I'm not sure what you mean by VR but if you have not tried HTC Vive or Oculus Go, I suggest giving it a try. Everyone I know who has issues with motion sickness or traditional VR can play many games comfortably in modern VR.
There's a pretty wide range of sensitivity. I'm also a VR developer and relatively insensitive to nausea (I was happily playing unreal tournament on the DK2 which made other people want to vomit pretty quickly). I almost never experience any nausea these days, even after extended sessions in games with a lot of motion. I hate anything without 6 dof tracking though, not because it makes me sick but because it completely lacks immersion.
I've never heard anyone bring up lighting as a factor in nausea before. There's certainly a lot of room for improvement for visual quality but it's not something I've heard anyone discuss as a factor in simulator sickness before. What do you think might be going on there?

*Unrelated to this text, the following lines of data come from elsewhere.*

//! Runs the Newton iteration independently over a batch of `(initial guess, parameters)` pairs.
//!
//! # Broadcasting
//! Guesses and parameters are each either a single vector ([`BatchInput::Single`]) or a batch of
//! N vectors ([`BatchInput::Batch`]):
//!
//! | guesses    | params     | batch size | note                                         |
//! |------------|------------|------------|----------------------------------------------|
//! | Single     | Single     | 1          |                                              |
//! | Batch(N)   | Single     | N          | the parameter vector is reused by every guess |
//! | Single     | Batch(N)   | N          | the guess is reused for every parameter set  |
//! | Batch(N)   | Batch(N)   | N          | paired by index                              |
//! | Batch(N)   | Batch(M)   | error      | `NewtonError::BatchSizeMismatch`, N != M     |
//!
//! Only `Single` inputs are replicated: a `Batch` of one vector is not stretched to N.
//! All vectors of one batch must have the same length, the guesses must not be empty.
//! Every structural check happens before the first iteration.
//!
//! # Results
//! Instances share nothing but the (read-only) residual system, tolerances and config, so they
//! run on the rayon pool in any order; the result keeps the input order. A failed instance never
//! disturbs the others, its slot in [`BatchSolution::solutions`] is a vector of NaN.
use crate::Numerics::newton_config::NewtonConfig;
use crate::Numerics::newton_iterator::{InstanceOutcome, solve_instance};
use crate::Numerics::residual_system::ResidualSystem;
use crate::Numerics::solver_errors::NewtonError;
use log::{info, warn};
use nalgebra::{DMatrix, DVector};
use prettytable::{Table, row};
use rayon::prelude::*;

/// guesses or parameters of a batch
#[derive(Debug, Clone, PartialEq)]
pub enum BatchInput {
    /// one vector shared by every instance
    Single(DVector<f64>),
    /// one vector per instance
    Batch(Vec<DVector<f64>>),
}

impl BatchInput {
    /// no parameters at all (residuals that depend on X only)
    pub fn empty() -> Self {
        BatchInput::Single(DVector::zeros(0))
    }

    /// number of instances, None for a broadcastable single vector
    pub fn batch_len(&self) -> Option<usize> {
        match self {
            BatchInput::Single(_) => None,
            BatchInput::Batch(vectors) => Some(vectors.len()),
        }
    }

    /// common length of the vectors, None for an empty batch
    /// returns (index, expected, found) of the first row with a different length
    fn component_len(&self) -> Result<Option<usize>, (usize, usize, usize)> {
        match self {
            BatchInput::Single(vector) => Ok(Some(vector.len())),
            BatchInput::Batch(vectors) => {
                let Some(first) = vectors.first() else {
                    return Ok(None);
                };
                let expected = first.len();
                match vectors.iter().position(|v| v.len() != expected) {
                    Some(index) => Err((index, expected, vectors[index].len())),
                    None => Ok(Some(expected)),
                }
            }
        }
    }

    /// vector of instance `index` (the single vector for every index)
    pub fn get(&self, index: usize) -> &DVector<f64> {
        match self {
            BatchInput::Single(vector) => vector,
            BatchInput::Batch(vectors) => &vectors[index],
        }
    }
}

impl Default for BatchInput {
    fn default() -> Self {
        Self::empty()
    }
}

impl From<f64> for BatchInput {
    fn from(value: f64) -> Self {
        BatchInput::Single(DVector::from_element(1, value))
    }
}

impl From<Vec<f64>> for BatchInput {
    fn from(values: Vec<f64>) -> Self {
        BatchInput::Single(DVector::from_vec(values))
    }
}

impl From<&[f64]> for BatchInput {
    fn from(values: &[f64]) -> Self {
        BatchInput::Single(DVector::from_column_slice(values))
    }
}

impl From<DVector<f64>> for BatchInput {
    fn from(vector: DVector<f64>) -> Self {
        BatchInput::Single(vector)
    }
}

impl From<Vec<Vec<f64>>> for BatchInput {
    fn from(rows: Vec<Vec<f64>>) -> Self {
        BatchInput::Batch(rows.into_iter().map(DVector::from_vec).collect())
    }
}

impl From<Vec<DVector<f64>>> for BatchInput {
    fn from(vectors: Vec<DVector<f64>>) -> Self {
        BatchInput::Batch(vectors)
    }
}

/// N x n matrix: every row is one instance
impl From<DMatrix<f64>> for BatchInput {
    fn from(matrix: DMatrix<f64>) -> Self {
        BatchInput::Batch(
            matrix
                .row_iter()
                .map(|row| row.transpose().into_owned())
                .collect(),
        )
    }
}

/// batch size after broadcasting
pub fn broadcast_size(guesses: &BatchInput, params: &BatchInput) -> Result<usize, NewtonError> {
    match (guesses.batch_len(), params.batch_len()) {
        (None, None) => Ok(1),
        (Some(size), None) | (None, Some(size)) => Ok(size),
        (Some(g), Some(p)) if g == p => Ok(g),
        (Some(g), Some(p)) => Err(NewtonError::BatchSizeMismatch {
            guesses: g,
            params: p,
        }),
    }
}

/// outcomes of all instances, in input order
#[derive(Debug, Clone, PartialEq)]
pub struct BatchSolution {
    pub outcomes: Vec<InstanceOutcome>,
    /// state dimension n
    pub dim: usize,
}

impl BatchSolution {
    pub fn len(&self) -> usize {
        self.outcomes.len()
    }

    pub fn is_empty(&self) -> bool {
        self.outcomes.is_empty()
    }

    /// one vector per instance: the root, or n NaN if the instance failed
    pub fn solutions(&self) -> Vec<DVector<f64>> {
        self.outcomes.iter().map(|o| o.to_vector(self.dim)).collect()
    }

    pub fn into_solutions(self) -> Vec<DVector<f64>> {
        let dim = self.dim;
        self.outcomes
            .into_iter()
            .map(|outcome| match outcome {
                InstanceOutcome::Converged { x, .. } => x,
                InstanceOutcome::Failed { .. } => DVector::from_element(dim, f64::NAN),
            })
            .collect()
    }

    /// N x n matrix of solutions, failed instances are NaN rows
    pub fn to_matrix(&self) -> DMatrix<f64> {
        let solutions = self.solutions();
        DMatrix::from_row_iterator(
            solutions.len(),
            self.dim,
            solutions.iter().flat_map(|v| v.iter().copied()),
        )
    }

    pub fn converged_count(&self) -> usize {
        self.outcomes.iter().filter(|o| o.is_converged()).count()
    }

    pub fn failed_indices(&self) -> Vec<usize> {
        self.outcomes
            .iter()
            .enumerate()
            .filter(|(_, o)| !o.is_converged())
            .map(|(i, _)| i)
            .collect()
    }

    pub fn is_all_converged(&self) -> bool {
        self.outcomes.iter().all(|o| o.is_converged())
    }

    pub fn summary_table(&self) -> Table {
        let mut table = Table::new();
        table.add_row(row!["#", "Status", "Iterations", "Solution"]);
        for (i, outcome) in self.outcomes.iter().enumerate() {
            let status = match outcome.failure() {
                None => "converged".to_string(),
                Some(reason) => reason.to_string(),
            };
            let solution = outcome
                .to_vector(self.dim)
                .iter()
                .map(|v| format!("{:.6e}", v))
                .collect::<Vec<_>>()
                .join(", ");
            table.add_row(row![i, status, outcome.iterations(), format!("[{}]", solution)]);
        }
        table
    }

    pub fn pretty_print(&self) {
        println!(
            "\n=== NEWTON BATCH: {} of {} instances converged ===",
            self.converged_count(),
            self.len()
        );
        self.summary_table().printstd();
    }
}

/// solves f(X, p) = 0 for every (guess, params) pair of the batch
///
/// Before the batch starts the residual is evaluated once more at the first guess, on the calling
/// thread, to check that it returns n components. This call is not counted in `max_iter`.
/// # Errors
/// structural problems only (see module docs); failures of single instances are in the outcomes
pub fn solve_batch<S: ResidualSystem + ?Sized>(
    system: &S,
    guesses: impl Into<BatchInput>,
    params: impl Into<BatchInput>,
    config: &NewtonConfig,
) -> Result<BatchSolution, NewtonError> {
    let guesses = guesses.into();
    let params = params.into();
    let size = broadcast_size(&guesses, &params)?;

    let n = guesses
        .component_len()
        .map_err(|(index, expected, found)| NewtonError::RaggedGuesses {
            index,
            expected,
            found,
        })?;
    let n_p = params
        .component_len()
        .map_err(|(index, expected, found)| NewtonError::RaggedParams {
            index,
            expected,
            found,
        })?;

    if size == 0 {
        info!("empty Newton batch, nothing to solve");
        return Ok(BatchSolution {
            outcomes: Vec::new(),
            dim: n.unwrap_or(0),
        });
    }
    let n = match n {
        Some(n) if n > 0 => n,
        _ => return Err(NewtonError::EmptyState),
    };
    let tolerances = config.validate(n)?;

    // Newton needs a square system; check it once on the first instance
    let probe = system.residual(guesses.get(0), params.get(0));
    if probe.len() != n {
        return Err(NewtonError::ResidualDimension {
            expected: n,
            found: probe.len(),
        });
    }

    info!(
        "Newton batch: {} instances, n = {}, n_p = {}, parallel = {}",
        size,
        n,
        n_p.unwrap_or(0),
        config.parallel
    );
    let solve_one =
        |i: usize| solve_instance(system, guesses.get(i), params.get(i), &tolerances, config);
    let outcomes: Vec<InstanceOutcome> = if config.parallel {
        (0..size).into_par_iter().map(solve_one).collect()
    } else {
        (0..size).map(solve_one).collect()
    };

    let solution = BatchSolution { outcomes, dim: n };
    for (i, outcome) in solution.outcomes.iter().enumerate() {
        if let Some(reason) = outcome.failure() {
            warn!("instance {} returned NaN: {}", i, reason);
        }
    }
    info!(
        "Newton batch finished: {} converged, {} failed",
        solution.converged_count(),
        solution.len() - solution.converged_count()
    );
    Ok(solution)
}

As a data point, our enterprise / healthcare customers (not particularly technical and not generally gamers or previous VR users) don't bring up nausea as an issue despite or training experiences lasting 15-20 minutes at times.
I did great with my friend's Vive until an apparently software bug did an unexpectedly fast zoom... instant nausea! I was disappointed bc I was having fun. It went away after about two hours.
Compared to reality or ray tracing, the lighting and shadows of most games are just terrible.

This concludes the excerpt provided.